Created 12-10-2015 09:55 PM
What’s the approximate load on DB if we collocate ambari, oozie, hive, ranger admin & audit etc on the same DB cluster?
- Cluster Size ~ <100 nodes, 100-500 nodes, 500-1000 nodes and 1000+
- Number of Users for Hive and Oozie ~100+
Created 12-11-2015 07:51 PM
We had some performance issue with a low profile config (4 vCores, 8 GB RAM), expecially with Oozie. Right now we reccomend at least 4 vCores and 24 GB or RAM). If you're planning a IaaS deployment on Azure using as metadata repository SQL Azure start directly with a S2/S3 instance: if you use Oozie it's the minimum requirement.
Pay also attention to Ranger: it's OK to Ranger admin and users but for audits you need to look carefully at DB sizes: it can easly grow up faster. Use a script to truncate the table or use a different instance.
Created 12-10-2015 09:59 PM
Is the host only going to contain DBs, or will it also contain Ambari Server, HiveServer, etc?
Spreading it out is wise, but if you're really constrained, the Ambari DB is usually no more than 100 MB. There's an article on how to optimize the Ambari DB for large clusters (200+ nodes) http://docs.hortonworks.com/HDPDocuments/Ambari-2.1.1.0/bk_ambari_reference_guide/content/ch_tuning_...

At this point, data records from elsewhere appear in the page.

//! Catalog product record.

use serde::{Deserialize, Serialize};

use crate::types::badge::Badge;
use crate::types::id::ProductId;
use crate::types::price::Price;

/// A product as supplied by the catalog.
///
/// Products are immutable for the lifetime of a session; `id` values are
/// unique within a catalog. `image` is optional and its absence is a
/// normal state (the presentation layer shows a placeholder).
#[derive(Debug, Clone, PartialEq, Eq, Serialize, Deserialize)]
pub struct Product {
    /// Unique product identifier.
    pub id: ProductId,
    /// Display name. Also the de-facto cart deduplication key.
    pub name: String,
    /// Free-text description, searchable.
    pub description: String,
    /// Unit price.
    pub price: Price,
    /// Optional image reference (URI or icon token).
    #[serde(default, skip_serializing_if = "Option::is_none")]
    pub image: Option<String>,
    /// Optional classification badge.
    #[serde(default, skip_serializing_if = "Option::is_none")]
    pub badge: Option<Badge>,
}

#[cfg(test)]
#[allow(clippy::unwrap_used)]
mod tests {
    use super::*;
    use rust_decimal::dec;

    #[test]
    fn test_deserialize_without_optional_fields() {
        let json = r#"{
            "id": 4,
            "name": "Badee al Oud - Lattafa",
            "description": "Floral rose notes intertwined with smoky oud.",
            "price": "30.00"
        }"#;
        let product: Product = serde_json::from_str(json).unwrap();
        assert_eq!(product.id, ProductId::new(4));
        assert_eq!(product.price, Price::new(dec!(30.00)));
        assert!(product.image.is_none());
        assert!(product.badge.is_none());
    }

    #[test]
    fn test_deserialize_with_badge() {
        let json = r#"{
            "id": 1,
            "name": "Yara - Lataffa",
            "description": "A rich, woody scent with hints of amber and spice.",
            "price": "30.00",
            "image": "images/perfume1.jpg",
            "badge": "Bestseller"
        }"#;
        let product: Product = serde_json::from_str(json).unwrap();
        assert_eq!(product.badge, Some(Badge::Bestseller));
        assert_eq!(product.image.as_deref(), Some("images/perfume1.jpg"));
    }
}
//! Validation groups.
//!
//! A group is a tag that selects which constraints take part in a validation
//! call. Constraints declared without groups belong to [`Group::DEFAULT`].

use serde::{Deserialize, Serialize};
use std::borrow::Cow;
use std::fmt;

/// A validation group identifier.
#[derive(Debug, Clone, PartialEq, Eq, Hash, PartialOrd, Ord, Serialize, Deserialize)]
#[serde(transparent)]
pub struct Group(Cow<'static, str>);

impl Group {
    /// The implicit group of constraints declared without groups, and of
    /// validation calls issued without groups.
    pub const DEFAULT: Group = Group(Cow::Borrowed("default"));

    /// Creates a group from a static name.
    pub const fn named(name: &'static str) -> Self {
        Group(Cow::Borrowed(name))
    }

    /// Creates a group from an owned name.
    pub fn new(name: impl Into<String>) -> Self {
        Group(Cow::Owned(name.into()))
    }

    /// Returns the group name.
    pub fn name(&self) -> &str {
        &self.0
    }

    /// Returns true if this is the default group.
    pub fn is_default(&self) -> bool {
        *self == Self::DEFAULT
    }
}

impl fmt::Display for Group {
    fn fmt(&self, f: &mut fmt::Formatter<'_>) -> fmt::Result {
        f.write_str(&self.0)
    }
}

impl From<&'static str> for Group {
    fn from(name: &'static str) -> Self {
        Group::named(name)
    }
}

impl From<String> for Group {
    fn from(name: String) -> Self {
        Group::new(name)
    }
}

Created 12-10-2015 10:22 PM
@Alejandro FernandezThere is no guidance on Sizing database server i.e. CPUs, RAM required for Database Server for small to medium and large clusters.
Created 12-10-2015 10:00 PM
@Pardeep It will be very difficult to forecast the load. Assumption: All connections are active them load can be low to medium
Created 12-10-2015 10:07 PM
The base DB's are usually small in size.The Ambari Server, HiveServer components should just be DB schemas a golden rules is always to have failover configured and tested and documented.
Don't forget non of these DB's is OLTP ,latency shouldn't be an issue so a cheap rackable 24 to 36 GB RAM and 8 CPU should be fine
Created 12-10-2015 10:20 PM
I would be interested in planning for Hardware i.e. CPU and RAM for the database server(s). Disk requirement won't be high and not much concerning.
Created 12-11-2015 07:51 PM
We had some performance issue with a low profile config (4 vCores, 8 GB RAM), expecially with Oozie. Right now we reccomend at least 4 vCores and 24 GB or RAM). If you're planning a IaaS deployment on Azure using as metadata repository SQL Azure start directly with a S2/S3 instance: if you use Oozie it's the minimum requirement.
Pay also attention to Ranger: it's OK to Ranger admin and users but for audits you need to look carefully at DB sizes: it can easly grow up faster. Use a script to truncate the table or use a different instance.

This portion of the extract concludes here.